> Entries provided

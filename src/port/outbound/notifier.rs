//! Notifier port for deal announcements.
//!
//! This module defines the rendered message handed to a chat backend and the
//! trait backends implement to resolve channels and deliver messages.

use async_trait::async_trait;
use tracing::info;

use crate::domain::{ChannelId, Deal, GuildId, RoleId};
use crate::error::Result;

/// One inline or block field of a rich message.
#[derive(Debug, Clone, PartialEq, Eq)]
pub struct NoticeField {
    /// Field heading.
    pub name: String,
    /// Field body (may contain markdown links).
    pub value: String,
    /// Render side by side with neighbouring inline fields.
    pub inline: bool,
}

/// A fully rendered deal announcement.
///
/// Produced by the application layer and turned into a platform message by
/// a [`Notifier`] implementation.
#[derive(Debug, Clone, PartialEq, Eq)]
pub struct DealNotice {
    /// The deal being announced.
    pub deal: Deal,
    /// Message headline.
    pub title: String,
    /// Message body.
    pub description: String,
    /// Public link to the deal.
    pub url: String,
    /// Extra fields (store name, view link, ...).
    pub fields: Vec<NoticeField>,
    /// Thumbnail image, when upstream provided one.
    pub thumbnail: Option<String>,
    /// Small print under the message.
    pub footer: String,
}

impl DealNotice {
    /// Every piece of visible text, joined; used for logging and assertions.
    #[must_use]
    pub fn plain_text(&self) -> String {
        let mut text = format!("{}\n{}", self.title, self.description);
        for field in &self.fields {
            text.push('\n');
            text.push_str(&field.name);
            text.push_str(": ");
            text.push_str(&field.value);
        }
        text.push('\n');
        text.push_str(&self.footer);
        text
    }
}

/// Chat backend capable of posting deal notices.
///
/// # Implementation Notes
///
/// - Implementations must be thread-safe (`Send + Sync`)
/// - `channel_exists` must only accept channels that belong to `guild`
/// - `deliver` must only allow the given role to be mentioned; with no role,
///   the message must not ping anyone
#[async_trait]
pub trait Notifier: Send + Sync {
    /// Whether `channel` is a reachable text channel of `guild`.
    async fn channel_exists(&self, guild: GuildId, channel: ChannelId) -> bool;

    /// Post a notice to a channel, optionally mentioning a role.
    async fn deliver(
        &self,
        channel: ChannelId,
        notice: &DealNotice,
        mention: Option<RoleId>,
    ) -> Result<()>;
}

/// A logging notifier that records deliveries via tracing instead of posting.
///
/// Every channel is treated as existing.
pub struct LogNotifier;

#[async_trait]
impl Notifier for LogNotifier {
    async fn channel_exists(&self, _guild: GuildId, _channel: ChannelId) -> bool {
        true
    }

    async fn deliver(
        &self,
        channel: ChannelId,
        notice: &DealNotice,
        mention: Option<RoleId>,
    ) -> Result<()> {
        info!(
            channel = %channel,
            deal_id = %notice.deal.id,
            title = %notice.deal.title,
            store = notice.deal.store_name(),
            mention = ?mention.map(RoleId::get),
            "Deal notice (dry run)"
        );
        Ok(())
    }
}
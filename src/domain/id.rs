//! Domain identifier types with proper encapsulation.
//!
//! Chat-platform snowflakes are kept as plain `u64` newtypes so the core
//! never depends on a Discord client library.

use std::fmt;
use std::str::FromStr;

use serde::{Deserialize, Serialize};

macro_rules! snowflake_id {
    ($(#[$meta:meta])* $name:ident) => {
        $(#[$meta])*
        #[derive(Debug, Clone, Copy, PartialEq, Eq, PartialOrd, Ord, Hash, Serialize, Deserialize)]
        pub struct $name(u64);

        impl $name {
            /// Wrap a raw snowflake.
            #[must_use]
            pub const fn new(id: u64) -> Self {
                Self(id)
            }

            /// Get the raw snowflake value.
            #[must_use]
            pub const fn get(self) -> u64 {
                self.0
            }
        }

        impl fmt::Display for $name {
            fn fmt(&self, f: &mut fmt::Formatter<'_>) -> fmt::Result {
                write!(f, "{}", self.0)
            }
        }

        impl From<u64> for $name {
            fn from(id: u64) -> Self {
                Self(id)
            }
        }

        impl FromStr for $name {
            type Err = std::num::ParseIntError;

            fn from_str(s: &str) -> Result<Self, Self::Err> {
                s.parse().map(Self)
            }
        }
    };
}

snowflake_id!(
    /// Guild (community) identifier. One notification target exists per guild.
    GuildId
);

snowflake_id!(
    /// Text channel identifier.
    ChannelId
);

snowflake_id!(
    /// Role identifier used for optional mentions.
    RoleId
);

impl ChannelId {
    /// Chat markup that renders as a clickable channel reference.
    #[must_use]
    pub fn mention(self) -> String {
        format!("<#{}>", self.0)
    }
}

impl RoleId {
    /// Chat markup that pings every member holding the role.
    #[must_use]
    pub fn mention(self) -> String {
        format!("<@&{}>", self.0)
    }
}

/// Upstream deal identifier - newtype for type safety.
///
/// The inner String is private to ensure all construction goes through
/// the defined constructors.
#[derive(Debug, Clone, PartialEq, Eq, Hash, Serialize, Deserialize)]
pub struct DealId(String);

impl DealId {
    /// Create a new `DealId` from a string.
    pub fn new(id: impl Into<String>) -> Self {
        Self(id.into())
    }

    /// Get the deal ID as a string slice.
    #[must_use]
    pub fn as_str(&self) -> &str {
        &self.0
    }
}

impl fmt::Display for DealId {
    fn fmt(&self, f: &mut fmt::Formatter<'_>) -> fmt::Result {
        write!(f, "{}", self.0)
    }
}

impl From<String> for DealId {
    fn from(s: String) -> Self {
        Self::new(s)
    }
}

impl From<&str> for DealId {
    fn from(s: &str) -> Self {
        Self::new(s)
    }
}

#[cfg(test)]
mod tests {
    use super::*;

    #[test]
    fn snowflakes_parse_and_display() {
        let guild: GuildId = "81384788765712384".parse().unwrap();
        assert_eq!(guild.get(), 81_384_788_765_712_384);
        assert_eq!(guild.to_string(), "81384788765712384");
        assert!("not-a-number".parse::<GuildId>().is_err());
    }

    #[test]
    fn mentions_use_chat_markup() {
        assert_eq!(ChannelId::new(42).mention(), "<#42>");
        assert_eq!(RoleId::new(7).mention(), "<@&7>");
    }

    #[test]
    fn deal_id_equality_is_by_value() {
        assert_eq!(DealId::from("D1"), DealId::new(String::from("D1")));
        assert_ne!(DealId::from("D1"), DealId::from("D2"));
        assert_eq!(DealId::from("abc").as_str(), "abc");
    }
}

> Task to carry out
Write out the whole listing once more, exactly as it reads.

> Result for this task
filename src/port/outbound/notifier.rs
//! Notifier port for deal announcements.
//!
//! This module defines the rendered message handed to a chat backend and the
//! trait backends implement to resolve channels and deliver messages.

use async_trait::async_trait;
use tracing::info;

use crate::domain::{ChannelId, Deal, GuildId, RoleId};
use crate::error::Result;

/// One inline or block field of a rich message.
#[derive(Debug, Clone, PartialEq, Eq)]
pub struct NoticeField {
    /// Field heading.
    pub name: String,
    /// Field body (may contain markdown links).
    pub value: String,
    /// Render side by side with neighbouring inline fields.
    pub inline: bool,
}

/// A fully rendered deal announcement.
///
/// Produced by the application layer and turned into a platform message by
/// a [`Notifier`] implementation.
#[derive(Debug, Clone, PartialEq, Eq)]
pub struct DealNotice {
    /// The deal being announced.
    pub deal: Deal,
    /// Message headline.
    pub title: String,
    /// Message body.
    pub description: String,
    /// Public link to the deal.
    pub url: String,
    /// Extra fields (store name, view link, ...).
    pub fields: Vec<NoticeField>,
    /// Thumbnail image, when upstream provided one.
    pub thumbnail: Option<String>,
    /// Small print under the message.
    pub footer: String,
}

impl DealNotice {
    /// Every piece of visible text, joined; used for logging and assertions.
    #[must_use]
    pub fn plain_text(&self) -> String {
        let mut text = format!("{}\n{}", self.title, self.description);
        for field in &self.fields {
            text.push('\n');
            text.push_str(&field.name);
            text.push_str(": ");
            text.push_str(&field.value);
        }
        text.push('\n');
        text.push_str(&self.footer);
        text
    }
}

/// Chat backend capable of posting deal notices.
///
/// # Implementation Notes
///
/// - Implementations must be thread-safe (`Send + Sync`)
/// - `channel_exists` must only accept channels that belong to `guild`
/// - `deliver` must only allow the given role to be mentioned; with no role,
///   the message must not ping anyone
#[async_trait]
pub trait Notifier: Send + Sync {
    /// Whether `channel` is a reachable text channel of `guild`.
    async fn channel_exists(&self, guild: GuildId, channel: ChannelId) -> bool;

    /// Post a notice to a channel, optionally mentioning a role.
    async fn deliver(
        &self,
        channel: ChannelId,
        notice: &DealNotice,
        mention: Option<RoleId>,
    ) -> Result<()>;
}

/// A logging notifier that records deliveries via tracing instead of posting.
///
/// Every channel is treated as existing.
pub struct LogNotifier;

#[async_trait]
impl Notifier for LogNotifier {
    async fn channel_exists(&self, _guild: GuildId, _channel: ChannelId) -> bool {
        true
    }

    async fn deliver(
        &self,
        channel: ChannelId,
        notice: &DealNotice,
        mention: Option<RoleId>,
    ) -> Result<()> {
        info!(
            channel = %channel,
            deal_id = %notice.deal.id,
            title = %notice.deal.title,
            store = notice.deal.store_name(),
            mention = ?mention.map(RoleId::get),
            "Deal notice (dry run)"
        );
        Ok(())
    }
}
filename src/domain/id.rs
//! Domain identifier types with proper encapsulation.
//!
//! Chat-platform snowflakes are kept as plain `u64` newtypes so the core
//! never depends on a Discord client library.

use std::fmt;
use std::str::FromStr;

use serde::{Deserialize, Serialize};

macro_rules! snowflake_id {
    ($(#[$meta:meta])* $name:ident) => {
        $(#[$meta])*
        #[derive(Debug, Clone, Copy, PartialEq, Eq, PartialOrd, Ord, Hash, Serialize, Deserialize)]
        pub struct $name(u64);

        impl $name {
            /// Wrap a raw snowflake.
            #[must_use]
            pub const fn new(id: u64) -> Self {
                Self(id)
            }

            /// Get the raw snowflake value.
            #[must_use]
            pub const fn get(self) -> u64 {
                self.0
            }
        }

        impl fmt::Display for $name {
            fn fmt(&self, f: &mut fmt::Formatter<'_>) -> fmt::Result {
                write!(f, "{}", self.0)
            }
        }

        impl From<u64> for $name {
            fn from(id: u64) -> Self {
                Self(id)
            }
        }

        impl FromStr for $name {
            type Err = std::num::ParseIntError;

            fn from_str(s: &str) -> Result<Self, Self::Err> {
                s.parse().map(Self)
            }
        }
    };
}

snowflake_id!(
    /// Guild (community) identifier. One notification target exists per guild.
    GuildId
);

snowflake_id!(
    /// Text channel identifier.
    ChannelId
);

snowflake_id!(
    /// Role identifier used for optional mentions.
    RoleId
);

impl ChannelId {
    /// Chat markup that renders as a clickable channel reference.
    #[must_use]
    pub fn mention(self) -> String {
        format!("<#{}>", self.0)
    }
}

impl RoleId {
    /// Chat markup that pings every member holding the role.
    #[must_use]
    pub fn mention(self) -> String {
        format!("<@&{}>", self.0)
    }
}

/// Upstream deal identifier - newtype for type safety.
///
/// The inner String is private to ensure all construction goes through
/// the defined constructors.
#[derive(Debug, Clone, PartialEq, Eq, Hash, Serialize, Deserialize)]
pub struct DealId(String);

impl DealId {
    /// Create a new `DealId` from a string.
    pub fn new(id: impl Into<String>) -> Self {
        Self(id.into())
    }

    /// Get the deal ID as a string slice.
    #[must_use]
    pub fn as_str(&self) -> &str {
        &self.0
    }
}

impl fmt::Display for DealId {
    fn fmt(&self, f: &mut fmt::Formatter<'_>) -> fmt::Result {
        write!(f, "{}", self.0)
    }
}

impl From<String> for DealId {
    fn from(s: String) -> Self {
        Self::new(s)
    }
}

impl From<&str> for DealId {
    fn from(s: &str) -> Self {
        Self::new(s)
    }
}

#[cfg(test)]
mod tests {
    use super::*;

    #[test]
    fn snowflakes_parse_and_display() {
        let guild: GuildId = "81384788765712384".parse().unwrap();
        assert_eq!(guild.get(), 81_384_788_765_712_384);
        assert_eq!(guild.to_string(), "81384788765712384");
        assert!("not-a-number".parse::<GuildId>().is_err());
    }

    #[test]
    fn mentions_use_chat_markup() {
        assert_eq!(ChannelId::new(42).mention(), "<#42>");
        assert_eq!(RoleId::new(7).mention(), "<@&7>");
    }

    #[test]
    fn deal_id_equality_is_by_value() {
        assert_eq!(DealId::from("D1"), DealId::new(String::from("D1")));
        assert_ne!(DealId::from("D1"), DealId::from("D2"));
        assert_eq!(DealId::from("abc").as_str(), "abc");
    }
}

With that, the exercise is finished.